If I write super-simple JavaScript files, with no dependencies on the Windows 8 environment or the DOM, I can unit test them from the command line with Node.js. This is very fast (less than one second).
If I need to involve the DOM, and I keep my DOM usage to not-too-new features, I can use jsdom in Node.js and get the same setup and the same speed.
But jsdom is incomplete, and oftentimes I want to use basic Windows 8 features like the WinJS base library (e.g. WinJS.Promise
) or the Windows.*
enumerations. And ideally I should be testing in the same JS engine and DOM environment as my app will actually run in.

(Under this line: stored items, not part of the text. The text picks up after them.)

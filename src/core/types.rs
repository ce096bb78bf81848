use std::fmt;
use std::str::FromStr;

use lazy_static::lazy_static;
use regex::Regex;
use serde::{Deserialize, Serialize};
use uuid::Uuid;

use super::error::{PlanError, Result};

lazy_static! {
    static ref OBJECT_ID_RE: Regex = Regex::new("^[0-9a-fA-F]{24}$").unwrap();
}

/// Opaque 24-character hex identifier. Anything else is a validation
/// failure, never a not-found.
#[derive(Debug, Clone, PartialEq, Eq, Hash, Serialize, Deserialize)]
#[serde(try_from = "String", into = "String")]
pub struct EntityId(String);

impl EntityId {
    pub fn parse(value: &str) -> Result<Self> {
        if OBJECT_ID_RE.is_match(value) {
            Ok(Self(value.to_string()))
        } else {
            Err(PlanError::InvalidObjectId(value.to_string()))
        }
    }

    /// Mint a fresh identifier from UUIDv4 hex.
    pub fn generate() -> Self {
        let hex = Uuid::new_v4().simple().to_string();
        Self(hex[..24].to_string())
    }

    pub fn as_str(&self) -> &str {
        &self.0
    }
}

impl fmt::Display for EntityId {
    fn fmt(&self, f: &mut fmt::Formatter<'_>) -> fmt::Result {
        f.write_str(&self.0)
    }
}

impl FromStr for EntityId {
    type Err = PlanError;

    fn from_str(value: &str) -> Result<Self> {
        Self::parse(value)
    }
}

impl TryFrom<String> for EntityId {
    type Error = PlanError;

    fn try_from(value: String) -> Result<Self> {
        Self::parse(&value)
    }
}

impl From<EntityId> for String {
    fn from(id: EntityId) -> Self {
        id.0
    }
}

/// The closed set of entity kinds that can carry comment and vote threads.
/// Resolution is an exhaustive match everywhere; an unknown collection name
/// only exists at the parse boundary.
#[derive(Debug, Clone, Copy, PartialEq, Eq, Hash, Serialize, Deserialize)]
pub enum EntityType {
    Accommodation,
    Activity,
    Comment,
    Destination,
    Planner,
    Transport,
    User,
    Vote,
}

impl EntityType {
    pub const ALL: [EntityType; 8] = [
        Self::Accommodation,
        Self::Activity,
        Self::Comment,
        Self::Destination,
        Self::Planner,
        Self::Transport,
        Self::User,
        Self::Vote,
    ];

    pub const fn name(self) -> &'static str {
        match self {
            Self::Accommodation => "Accommodation",
            Self::Activity => "Activity",
            Self::Comment => "Comment",
            Self::Destination => "Destination",
            Self::Planner => "Planner",
            Self::Transport => "Transport",
            Self::User => "User",
            Self::Vote => "Vote",
        }
    }
}

impl fmt::Display for EntityType {
    fn fmt(&self, f: &mut fmt::Formatter<'_>) -> fmt::Result {
        f.write_str(self.name())
    }
}

impl FromStr for EntityType {
    type Err = PlanError;

    fn from_str(value: &str) -> Result<Self> {
        match value {
            "Accommodation" => Ok(Self::Accommodation),
            "Activity" => Ok(Self::Activity),
            "Comment" => Ok(Self::Comment),
            "Destination" => Ok(Self::Destination),
            "Planner" => Ok(Self::Planner),
            "Transport" => Ok(Self::Transport),
            "User" => Ok(Self::User),
            "Vote" => Ok(Self::Vote),
            other => Err(PlanError::InvalidCollectionType(other.to_string())),
        }
    }
}

/// The join key of the polymorphic attachment system: one value identifying
/// an entity across collections.
#[derive(Debug, Clone, PartialEq, Eq, Hash, Serialize, Deserialize)]
#[serde(rename_all = "camelCase")]
pub struct ObjectRef {
    pub id: EntityId,
    pub collection: EntityType,
}

impl ObjectRef {
    pub fn new(collection: EntityType, id: EntityId) -> Self {
        Self { id, collection }
    }

    /// Parse a `(collection, id)` pair from wire strings. The collection is
    /// checked first so an unknown name fails before the id shape does.
    pub fn parse(collection: &str, id: &str) -> Result<Self> {
        let collection = collection.parse::<EntityType>()?;
        let id = EntityId::parse(id)?;
        Ok(Self { id, collection })
    }
}

impl fmt::Display for ObjectRef {
    fn fmt(&self, f: &mut fmt::Formatter<'_>) -> fmt::Result {
        write!(f, "{}/{}", self.collection, self.id)
    }
}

So ideally I need a test runner: a lightweight Windows 8 HTML5 container that can run some unit tests with a real DOM, and access to the WinJS and Windows Runtime APIs. For integration into the build process, I also need the ability to report results back to the command line (stdout, stderr) and change my test runner's return code depending on success or failure. And it should be completely automated, runnable in the background, and very fast (less than 10 seconds).
I know there are tools like this for WebKit, e.g. PhantomJS. Does such a thing exist for the Windows Runtime HTML5 environment? If not, what APIs should I look into for building something like it?